Desde la Antigüedad, el duelo encontró en la figura femenina una de sus expresiones más intensas. En numerosas civilizaciones, las plañideras asumían la misión de hacer visible el dolor de la pérdida mediante el llanto ritual, los lamentos, los golpes en el pecho o el gesto de cubrirse con tierra y desordenar sus cabellos. Su presencia otorgaba al sufrimiento una dimensión pública y colectiva. La tradición cristiana heredó esa imagen del dolor compasivo y la condensó en la figura de la Virgen al pie de la Cruz, paradigma del amor que permanece incluso ante la muerte. Siglos más tarde, Pablo Picasso convirtió también el llanto femenino en uno de los grandes símbolos del sufrimiento contemporáneo. Sus mujeres que secan las lágrimas con un pañuelo prolongan, desde un lenguaje radicalmente distinto, una iconografía que atraviesa toda la historia del arte.

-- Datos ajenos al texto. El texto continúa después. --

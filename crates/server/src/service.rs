//! Slash command service backed by a Jenkins server.
//!
//! Every operation resolves the caller's stored credentials first, then talks
//! to Jenkins. Failures never escape as transport errors; they are rendered as
//! chat replies carrying the request's correlation id.

use std::collections::BTreeMap;
use std::sync::Arc;

use async_trait::async_trait;
use chatci_chat::blocks::{self, MessageTemplate, ParameterHint};
use chatci_chat::commands::{BuildTarget, CommandEnvelope, CommandRouteError, JenkinsCommandService};
use chatci_core::{
    ApplicationError, BuildSelector, CredentialStore, InterfaceError, JenkinsCredentials, JobPath,
};
use chatci_jenkins::JenkinsApi;
use tracing::{info, warn};

pub struct JenkinsBridge {
    credentials: Arc<dyn CredentialStore>,
    jenkins: Arc<dyn JenkinsApi>,
}

impl JenkinsBridge {
    pub fn new(credentials: Arc<dyn CredentialStore>, jenkins: Arc<dyn JenkinsApi>) -> Self {
        Self { credentials, jenkins }
    }

    async fn credentials_for(
        &self,
        envelope: &CommandEnvelope,
    ) -> Result<JenkinsCredentials, ApplicationError> {
        self.credentials
            .load(&envelope.user_id)
            .await?
            .ok_or_else(|| ApplicationError::NotConnected { user_id: envelope.user_id.clone() })
    }

    async fn try_connect(
        &self,
        username: String,
        token: String,
        envelope: &CommandEnvelope,
    ) -> Result<MessageTemplate, ApplicationError> {
        let credentials = JenkinsCredentials::new(username, token);
        let user = self.jenkins.whoami(&credentials).await?;
        self.credentials.save(&envelope.user_id, credentials).await?;
        info!(
            event_name = "chat.account.connected",
            correlation_id = %envelope.request_id,
            user_id = %envelope.user_id,
            jenkins_user = %user.id,
            "jenkins account connected"
        );
        Ok(blocks::notice_message(
            "Your Jenkins account has been successfully connected.",
        ))
    }

    async fn try_disconnect(
        &self,
        envelope: &CommandEnvelope,
    ) -> Result<MessageTemplate, ApplicationError> {
        let removed = self
            .credentials
            .remove(&envelope.user_id)
            .await?
            .ok_or_else(|| ApplicationError::NotConnected { user_id: envelope.user_id.clone() })?;
        Ok(blocks::notice_message(&format!("User '{}' has been disconnected.", removed.username)))
    }

    async fn try_build(
        &self,
        job_name: &str,
        parameters: &BTreeMap<String, String>,
        envelope: &CommandEnvelope,
    ) -> Result<MessageTemplate, ApplicationError> {
        let credentials = self.credentials_for(envelope).await?;
        let job = JobPath::parse(job_name)?;

        let definitions = self.jenkins.job_info(&credentials, &job).await?.parameter_definitions();
        if parameters.is_empty() && !definitions.is_empty() {
            let hints = definitions
                .iter()
                .map(|definition| ParameterHint {
                    name: definition.name.clone(),
                    default_value: definition.default_value(),
                    description: definition.description.clone(),
                })
                .collect::<Vec<_>>();
            return Ok(blocks::parameters_required_message(job_name, &hints, &envelope.trigger));
        }

        let queued = self.jenkins.trigger_build(&credentials, &job, parameters).await?;
        info!(
            event_name = "jenkins.build.queued",
            correlation_id = %envelope.request_id,
            job_name,
            parameter_count = parameters.len(),
            "build queued"
        );
        Ok(blocks::build_queued_message(job_name, queued.queue_url.as_deref()))
    }

    async fn try_abort(
        &self,
        target: &BuildTarget,
        envelope: &CommandEnvelope,
    ) -> Result<MessageTemplate, ApplicationError> {
        let credentials = self.credentials_for(envelope).await?;
        let job = JobPath::parse(&target.job_name)?;
        let build = BuildSelector::from_build_number(target.build_number.as_deref());
        self.jenkins.abort_build(&credentials, &job, &build).await?;

        let text = match &target.build_number {
            Some(number) => format!("Build #{number} of the job '{}' has been aborted.", target.job_name),
            None => format!("Last build of the job '{}' has been aborted.", target.job_name),
        };
        Ok(blocks::announcement_message(&text))
    }

    async fn try_set_enabled(
        &self,
        job_name: &str,
        enabled: bool,
        envelope: &CommandEnvelope,
    ) -> Result<MessageTemplate, ApplicationError> {
        let credentials = self.credentials_for(envelope).await?;
        let job = JobPath::parse(job_name)?;
        self.jenkins.set_job_enabled(&credentials, &job, enabled).await?;

        let state = if enabled { "enabled" } else { "disabled" };
        Ok(blocks::announcement_message(&format!("Job '{job_name}' has been {state}")))
    }

    async fn try_delete(
        &self,
        job_name: &str,
        envelope: &CommandEnvelope,
    ) -> Result<MessageTemplate, ApplicationError> {
        let credentials = self.credentials_for(envelope).await?;
        let job = JobPath::parse(job_name)?;
        self.jenkins.delete_job(&credentials, &job).await?;
        Ok(blocks::announcement_message(&format!("Job '{job_name}' has been deleted.")))
    }

    async fn try_artifacts(
        &self,
        target: &BuildTarget,
        envelope: &CommandEnvelope,
    ) -> Result<MessageTemplate, ApplicationError> {
        let credentials = self.credentials_for(envelope).await?;
        let job = JobPath::parse(&target.job_name)?;
        let build = BuildSelector::from_build_number(target.build_number.as_deref());

        let links = self
            .jenkins
            .artifacts(&credentials, &job, &build)
            .await?
            .into_iter()
            .map(|link| (link.file_name, link.url))
            .collect::<Vec<_>>();
        Ok(blocks::artifacts_message(&target.job_name, &target.label(), &links))
    }

    async fn try_test_results(
        &self,
        target: &BuildTarget,
        envelope: &CommandEnvelope,
    ) -> Result<MessageTemplate, ApplicationError> {
        let credentials = self.credentials_for(envelope).await?;
        let job = JobPath::parse(&target.job_name)?;
        let build = BuildSelector::from_build_number(target.build_number.as_deref());

        let results = self.jenkins.test_results(&credentials, &job, &build).await?;
        Ok(blocks::test_results_message(
            &target.job_name,
            &target.label(),
            results.report.pass_count,
            results.report.fail_count,
            results.report.skip_count,
            &results.url,
        ))
    }

    async fn try_console_log(
        &self,
        target: &BuildTarget,
        envelope: &CommandEnvelope,
    ) -> Result<MessageTemplate, ApplicationError> {
        let credentials = self.credentials_for(envelope).await?;
        let job = JobPath::parse(&target.job_name)?;
        let build = BuildSelector::from_build_number(target.build_number.as_deref());

        let log = self.jenkins.console_log(&credentials, &job, &build).await?;
        Ok(blocks::console_log_message(&target.job_name, &target.label(), &log))
    }

    async fn try_plugins(
        &self,
        envelope: &CommandEnvelope,
    ) -> Result<MessageTemplate, ApplicationError> {
        let credentials = self.credentials_for(envelope).await?;
        let plugins = self
            .jenkins
            .plugins(&credentials)
            .await?
            .into_iter()
            .map(|plugin| (plugin.long_name.unwrap_or(plugin.short_name), plugin.version))
            .collect::<Vec<_>>();
        Ok(blocks::plugins_message(&plugins))
    }

    async fn try_safe_restart(
        &self,
        envelope: &CommandEnvelope,
    ) -> Result<MessageTemplate, ApplicationError> {
        let credentials = self.credentials_for(envelope).await?;
        self.jenkins.safe_restart(&credentials).await?;
        Ok(blocks::announcement_message("Safe restart of Jenkins server has been triggered."))
    }
}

En la obra de Cristino de Vera, la representación de la figura femenina experimenta un progresivo proceso de depuración. Despojadas de todo elemento accesorio, sus mujeres se reducen a lo esencial hasta convertirse en imágenes de una humanidad silenciosa y universal. A partir de la década de 1970, el pañuelo comienza a acompañarlas como un signo discreto del dolor y de la compasión. No se trata de un gesto teatral ni de una expresión desgarrada, sino de un símbolo de la vulnerabilidad compartida, de esa experiencia que el propio artista consideraba inseparable de toda verdadera creación. «El hombre —no sólo el artista— tiene miedo al sufrimiento. No quiere pensar. Se escapa por mil caminos... Pero se olvida de algo sustancial, precisamente para la creación de las cosas perdurables y profundas: se olvida de que el sufrimiento es algo constructivo. Sin la experiencia del dolor, nada que se piense, diga o haga, quedará.»
Estas palabras permiten comprender que, para Cristino de Vera, el dolor no constituye un motivo iconográfico, sino una experiencia de conocimiento. Sus figuras femeninas no representan únicamente la aflicción; revelan la dignidad de quien acepta la fragilidad como parte inseparable de la existencia. En ellas, el sufrimiento se transforma en una forma de lucidez y de apertura hacia el otro.
Tal vez por ello el artista reivindicó con tanta firmeza una palabra que nuestra cultura parece haber relegado al silencio: la compasión. «Ya está bien de esconder la palabra compasión, cuando todos no somos sino unos pequeños desgraciados de todo, aprendices de todo lo desconocido, ignorantes ante un cosmos infinito.» Lejos de entenderla como un sentimiento de conmiseración, Cristino de Vera la convierte en una actitud moral y espiritual: la capacidad de reconocerse vulnerable y de descubrir, precisamente en esa fragilidad compartida, el fundamento de toda auténtica humanidad.